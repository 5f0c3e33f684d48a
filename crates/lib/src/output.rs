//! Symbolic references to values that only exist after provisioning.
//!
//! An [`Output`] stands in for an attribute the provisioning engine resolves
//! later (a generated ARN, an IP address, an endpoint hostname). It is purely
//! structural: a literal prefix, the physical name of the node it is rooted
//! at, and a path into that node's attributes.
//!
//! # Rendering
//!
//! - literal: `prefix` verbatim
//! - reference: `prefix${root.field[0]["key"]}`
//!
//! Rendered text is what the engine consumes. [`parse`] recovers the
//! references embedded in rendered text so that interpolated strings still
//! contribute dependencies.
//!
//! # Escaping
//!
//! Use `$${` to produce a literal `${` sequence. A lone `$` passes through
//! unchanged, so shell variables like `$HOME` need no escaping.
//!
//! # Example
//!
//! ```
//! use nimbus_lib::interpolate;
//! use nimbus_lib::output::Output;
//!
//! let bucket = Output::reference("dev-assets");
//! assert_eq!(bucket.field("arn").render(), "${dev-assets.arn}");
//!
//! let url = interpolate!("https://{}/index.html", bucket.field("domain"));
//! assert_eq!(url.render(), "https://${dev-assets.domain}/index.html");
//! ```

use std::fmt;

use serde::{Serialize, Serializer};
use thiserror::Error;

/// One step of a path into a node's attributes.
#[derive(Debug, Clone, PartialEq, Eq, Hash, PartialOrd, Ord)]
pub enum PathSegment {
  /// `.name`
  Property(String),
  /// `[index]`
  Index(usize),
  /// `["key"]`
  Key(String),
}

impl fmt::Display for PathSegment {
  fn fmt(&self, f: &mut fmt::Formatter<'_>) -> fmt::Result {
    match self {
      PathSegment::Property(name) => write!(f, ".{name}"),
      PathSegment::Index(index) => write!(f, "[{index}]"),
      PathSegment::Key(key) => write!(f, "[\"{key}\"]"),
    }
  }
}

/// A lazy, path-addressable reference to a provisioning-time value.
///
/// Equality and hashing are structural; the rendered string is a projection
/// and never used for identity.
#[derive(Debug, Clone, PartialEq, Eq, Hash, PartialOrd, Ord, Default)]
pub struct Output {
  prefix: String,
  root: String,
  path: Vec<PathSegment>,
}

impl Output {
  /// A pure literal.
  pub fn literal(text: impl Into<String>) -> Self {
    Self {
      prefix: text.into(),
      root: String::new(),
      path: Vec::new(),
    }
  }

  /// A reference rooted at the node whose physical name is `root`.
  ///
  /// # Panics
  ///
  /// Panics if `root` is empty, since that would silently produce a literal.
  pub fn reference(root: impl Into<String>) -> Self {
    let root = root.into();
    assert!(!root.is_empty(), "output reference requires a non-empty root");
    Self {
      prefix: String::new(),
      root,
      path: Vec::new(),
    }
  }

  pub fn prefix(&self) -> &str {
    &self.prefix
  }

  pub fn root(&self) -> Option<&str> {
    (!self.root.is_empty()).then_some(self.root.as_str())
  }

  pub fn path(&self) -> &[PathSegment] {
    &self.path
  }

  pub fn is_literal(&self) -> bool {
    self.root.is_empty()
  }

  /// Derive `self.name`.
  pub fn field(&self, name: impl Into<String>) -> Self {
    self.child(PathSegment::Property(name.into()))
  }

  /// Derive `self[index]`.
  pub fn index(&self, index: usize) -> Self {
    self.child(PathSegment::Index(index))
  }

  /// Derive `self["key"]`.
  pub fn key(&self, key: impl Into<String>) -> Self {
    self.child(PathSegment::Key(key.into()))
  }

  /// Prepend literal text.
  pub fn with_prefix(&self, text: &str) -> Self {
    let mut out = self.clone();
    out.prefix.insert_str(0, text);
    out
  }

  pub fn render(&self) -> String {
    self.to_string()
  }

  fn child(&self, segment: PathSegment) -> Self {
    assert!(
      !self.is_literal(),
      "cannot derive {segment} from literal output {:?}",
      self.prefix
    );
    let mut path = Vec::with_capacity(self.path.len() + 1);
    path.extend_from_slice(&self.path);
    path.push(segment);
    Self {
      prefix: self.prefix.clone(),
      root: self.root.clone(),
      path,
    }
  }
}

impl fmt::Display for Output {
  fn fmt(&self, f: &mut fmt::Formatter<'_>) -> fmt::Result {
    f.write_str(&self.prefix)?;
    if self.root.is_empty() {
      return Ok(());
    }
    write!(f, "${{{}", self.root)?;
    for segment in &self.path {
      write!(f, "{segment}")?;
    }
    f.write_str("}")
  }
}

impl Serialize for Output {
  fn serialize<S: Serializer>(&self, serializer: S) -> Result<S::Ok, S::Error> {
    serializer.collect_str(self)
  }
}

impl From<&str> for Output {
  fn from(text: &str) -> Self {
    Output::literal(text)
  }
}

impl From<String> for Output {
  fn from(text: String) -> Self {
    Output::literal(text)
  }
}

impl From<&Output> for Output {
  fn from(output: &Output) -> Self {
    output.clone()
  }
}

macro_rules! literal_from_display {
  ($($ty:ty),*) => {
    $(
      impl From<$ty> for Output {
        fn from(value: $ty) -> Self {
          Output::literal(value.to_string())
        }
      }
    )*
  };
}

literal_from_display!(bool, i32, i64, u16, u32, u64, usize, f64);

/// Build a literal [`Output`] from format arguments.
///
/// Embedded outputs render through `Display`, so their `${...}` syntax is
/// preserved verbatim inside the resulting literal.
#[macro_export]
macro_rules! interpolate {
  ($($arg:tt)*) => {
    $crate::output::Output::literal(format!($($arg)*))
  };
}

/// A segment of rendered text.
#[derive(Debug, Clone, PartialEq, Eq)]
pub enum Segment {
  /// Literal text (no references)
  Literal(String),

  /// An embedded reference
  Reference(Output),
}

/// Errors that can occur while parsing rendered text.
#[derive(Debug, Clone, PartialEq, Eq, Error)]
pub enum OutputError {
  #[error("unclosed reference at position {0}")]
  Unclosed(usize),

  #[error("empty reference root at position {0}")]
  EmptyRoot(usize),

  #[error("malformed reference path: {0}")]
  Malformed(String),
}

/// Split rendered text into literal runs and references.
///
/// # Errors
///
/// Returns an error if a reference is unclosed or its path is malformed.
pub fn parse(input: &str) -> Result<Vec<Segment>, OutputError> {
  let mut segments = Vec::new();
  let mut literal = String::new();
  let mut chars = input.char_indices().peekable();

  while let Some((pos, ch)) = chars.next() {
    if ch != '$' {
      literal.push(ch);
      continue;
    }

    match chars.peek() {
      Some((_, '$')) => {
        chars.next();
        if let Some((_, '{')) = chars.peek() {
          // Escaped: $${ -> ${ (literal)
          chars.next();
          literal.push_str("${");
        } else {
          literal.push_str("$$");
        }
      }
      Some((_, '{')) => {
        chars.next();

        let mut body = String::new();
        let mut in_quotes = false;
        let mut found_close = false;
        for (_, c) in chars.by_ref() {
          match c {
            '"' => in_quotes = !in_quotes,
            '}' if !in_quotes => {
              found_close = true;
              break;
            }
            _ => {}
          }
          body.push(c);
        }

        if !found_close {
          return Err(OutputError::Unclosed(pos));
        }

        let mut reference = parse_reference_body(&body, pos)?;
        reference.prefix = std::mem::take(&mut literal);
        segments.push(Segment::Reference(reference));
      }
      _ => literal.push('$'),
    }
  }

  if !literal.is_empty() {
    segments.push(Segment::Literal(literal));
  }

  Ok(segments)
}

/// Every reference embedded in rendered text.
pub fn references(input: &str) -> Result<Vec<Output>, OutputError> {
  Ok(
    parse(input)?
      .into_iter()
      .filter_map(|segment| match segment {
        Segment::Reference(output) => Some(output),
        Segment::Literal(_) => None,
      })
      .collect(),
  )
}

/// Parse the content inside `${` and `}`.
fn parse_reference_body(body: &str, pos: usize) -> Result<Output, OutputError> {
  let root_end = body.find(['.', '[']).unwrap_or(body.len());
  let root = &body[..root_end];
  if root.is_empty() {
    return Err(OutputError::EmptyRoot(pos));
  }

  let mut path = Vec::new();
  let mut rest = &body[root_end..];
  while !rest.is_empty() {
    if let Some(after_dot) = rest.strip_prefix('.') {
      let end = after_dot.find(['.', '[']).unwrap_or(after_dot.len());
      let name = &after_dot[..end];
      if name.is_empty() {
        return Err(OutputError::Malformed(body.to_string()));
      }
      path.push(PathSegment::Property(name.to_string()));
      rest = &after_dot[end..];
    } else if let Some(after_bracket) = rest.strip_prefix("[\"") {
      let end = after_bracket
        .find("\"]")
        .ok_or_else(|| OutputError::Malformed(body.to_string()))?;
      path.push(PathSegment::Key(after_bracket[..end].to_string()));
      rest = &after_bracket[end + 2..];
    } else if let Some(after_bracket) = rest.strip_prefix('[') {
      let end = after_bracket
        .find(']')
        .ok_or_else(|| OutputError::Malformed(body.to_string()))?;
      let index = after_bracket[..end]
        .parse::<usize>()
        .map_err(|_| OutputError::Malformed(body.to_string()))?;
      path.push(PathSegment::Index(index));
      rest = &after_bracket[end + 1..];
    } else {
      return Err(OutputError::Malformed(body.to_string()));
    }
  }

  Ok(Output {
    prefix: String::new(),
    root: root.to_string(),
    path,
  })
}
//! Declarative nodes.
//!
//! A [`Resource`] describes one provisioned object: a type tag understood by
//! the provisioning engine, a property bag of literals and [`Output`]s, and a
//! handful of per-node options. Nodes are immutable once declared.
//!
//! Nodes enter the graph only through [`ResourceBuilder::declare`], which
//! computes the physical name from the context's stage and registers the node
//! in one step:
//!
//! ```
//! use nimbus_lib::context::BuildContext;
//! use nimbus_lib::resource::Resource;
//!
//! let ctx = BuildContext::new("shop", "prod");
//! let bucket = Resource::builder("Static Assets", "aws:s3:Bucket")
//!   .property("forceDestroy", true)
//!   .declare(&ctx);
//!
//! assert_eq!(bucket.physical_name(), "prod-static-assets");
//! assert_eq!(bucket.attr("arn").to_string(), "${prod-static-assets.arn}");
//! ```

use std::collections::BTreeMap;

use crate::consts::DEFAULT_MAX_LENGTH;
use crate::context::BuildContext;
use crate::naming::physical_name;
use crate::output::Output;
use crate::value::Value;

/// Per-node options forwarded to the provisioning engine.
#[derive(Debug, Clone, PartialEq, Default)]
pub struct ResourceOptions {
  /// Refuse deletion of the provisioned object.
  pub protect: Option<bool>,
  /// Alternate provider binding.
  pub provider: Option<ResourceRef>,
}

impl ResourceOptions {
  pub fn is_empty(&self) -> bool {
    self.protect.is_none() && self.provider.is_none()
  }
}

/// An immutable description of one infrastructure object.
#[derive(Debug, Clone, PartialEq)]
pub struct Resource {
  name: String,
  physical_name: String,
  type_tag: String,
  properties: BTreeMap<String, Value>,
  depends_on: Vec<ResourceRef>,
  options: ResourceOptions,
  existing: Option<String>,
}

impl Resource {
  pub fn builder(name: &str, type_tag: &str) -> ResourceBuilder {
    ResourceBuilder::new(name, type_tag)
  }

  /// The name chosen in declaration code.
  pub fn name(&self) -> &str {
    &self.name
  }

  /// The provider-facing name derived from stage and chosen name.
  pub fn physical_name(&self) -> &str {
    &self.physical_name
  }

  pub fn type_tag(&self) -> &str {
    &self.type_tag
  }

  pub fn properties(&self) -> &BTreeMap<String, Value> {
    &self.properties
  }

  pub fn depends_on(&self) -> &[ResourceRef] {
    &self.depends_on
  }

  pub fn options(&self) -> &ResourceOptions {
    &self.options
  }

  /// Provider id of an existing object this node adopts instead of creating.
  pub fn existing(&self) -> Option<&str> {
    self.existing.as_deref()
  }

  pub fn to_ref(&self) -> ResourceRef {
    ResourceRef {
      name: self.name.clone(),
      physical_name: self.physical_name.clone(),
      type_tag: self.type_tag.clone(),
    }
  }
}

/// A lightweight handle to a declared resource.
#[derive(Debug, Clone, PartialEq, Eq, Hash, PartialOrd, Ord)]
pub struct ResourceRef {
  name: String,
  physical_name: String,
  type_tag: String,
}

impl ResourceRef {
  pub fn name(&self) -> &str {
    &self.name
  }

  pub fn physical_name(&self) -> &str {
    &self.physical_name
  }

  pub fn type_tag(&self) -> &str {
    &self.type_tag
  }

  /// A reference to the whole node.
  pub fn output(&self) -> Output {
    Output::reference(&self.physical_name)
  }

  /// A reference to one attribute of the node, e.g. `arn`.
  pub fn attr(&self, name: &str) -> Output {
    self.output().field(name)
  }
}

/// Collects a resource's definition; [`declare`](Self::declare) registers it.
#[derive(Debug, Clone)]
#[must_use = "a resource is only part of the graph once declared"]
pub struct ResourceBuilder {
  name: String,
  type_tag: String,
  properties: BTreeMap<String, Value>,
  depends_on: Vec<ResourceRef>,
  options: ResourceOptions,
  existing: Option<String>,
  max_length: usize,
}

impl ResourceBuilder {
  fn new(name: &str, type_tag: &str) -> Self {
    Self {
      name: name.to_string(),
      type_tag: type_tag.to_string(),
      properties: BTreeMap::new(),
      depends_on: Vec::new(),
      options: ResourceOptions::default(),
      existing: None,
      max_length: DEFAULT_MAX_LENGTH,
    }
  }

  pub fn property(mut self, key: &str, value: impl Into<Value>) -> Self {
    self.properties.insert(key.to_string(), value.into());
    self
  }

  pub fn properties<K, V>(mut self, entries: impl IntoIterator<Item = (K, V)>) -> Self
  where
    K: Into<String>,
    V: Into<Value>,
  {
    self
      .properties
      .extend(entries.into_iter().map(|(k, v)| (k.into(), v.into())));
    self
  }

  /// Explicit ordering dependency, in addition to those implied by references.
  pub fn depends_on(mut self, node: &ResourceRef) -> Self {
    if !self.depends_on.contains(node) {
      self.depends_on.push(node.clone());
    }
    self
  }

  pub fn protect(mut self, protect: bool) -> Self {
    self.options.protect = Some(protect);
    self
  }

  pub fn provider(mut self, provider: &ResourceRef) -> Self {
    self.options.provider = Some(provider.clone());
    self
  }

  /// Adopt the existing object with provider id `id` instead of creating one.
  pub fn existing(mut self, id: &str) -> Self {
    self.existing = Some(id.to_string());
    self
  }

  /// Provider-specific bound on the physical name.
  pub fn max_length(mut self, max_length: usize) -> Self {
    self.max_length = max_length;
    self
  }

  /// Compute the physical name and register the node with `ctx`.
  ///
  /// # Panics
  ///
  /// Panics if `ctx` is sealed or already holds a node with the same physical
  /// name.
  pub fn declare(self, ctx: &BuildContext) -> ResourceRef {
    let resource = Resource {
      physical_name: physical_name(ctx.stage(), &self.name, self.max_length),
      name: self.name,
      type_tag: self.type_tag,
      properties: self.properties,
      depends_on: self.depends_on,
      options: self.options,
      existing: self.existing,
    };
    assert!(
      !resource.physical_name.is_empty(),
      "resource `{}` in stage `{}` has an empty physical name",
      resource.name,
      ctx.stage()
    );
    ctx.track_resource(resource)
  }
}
+-------+
BRIEF
What is the number of lines in the material above that include the string "instead"? Give only that number.

REPLY
2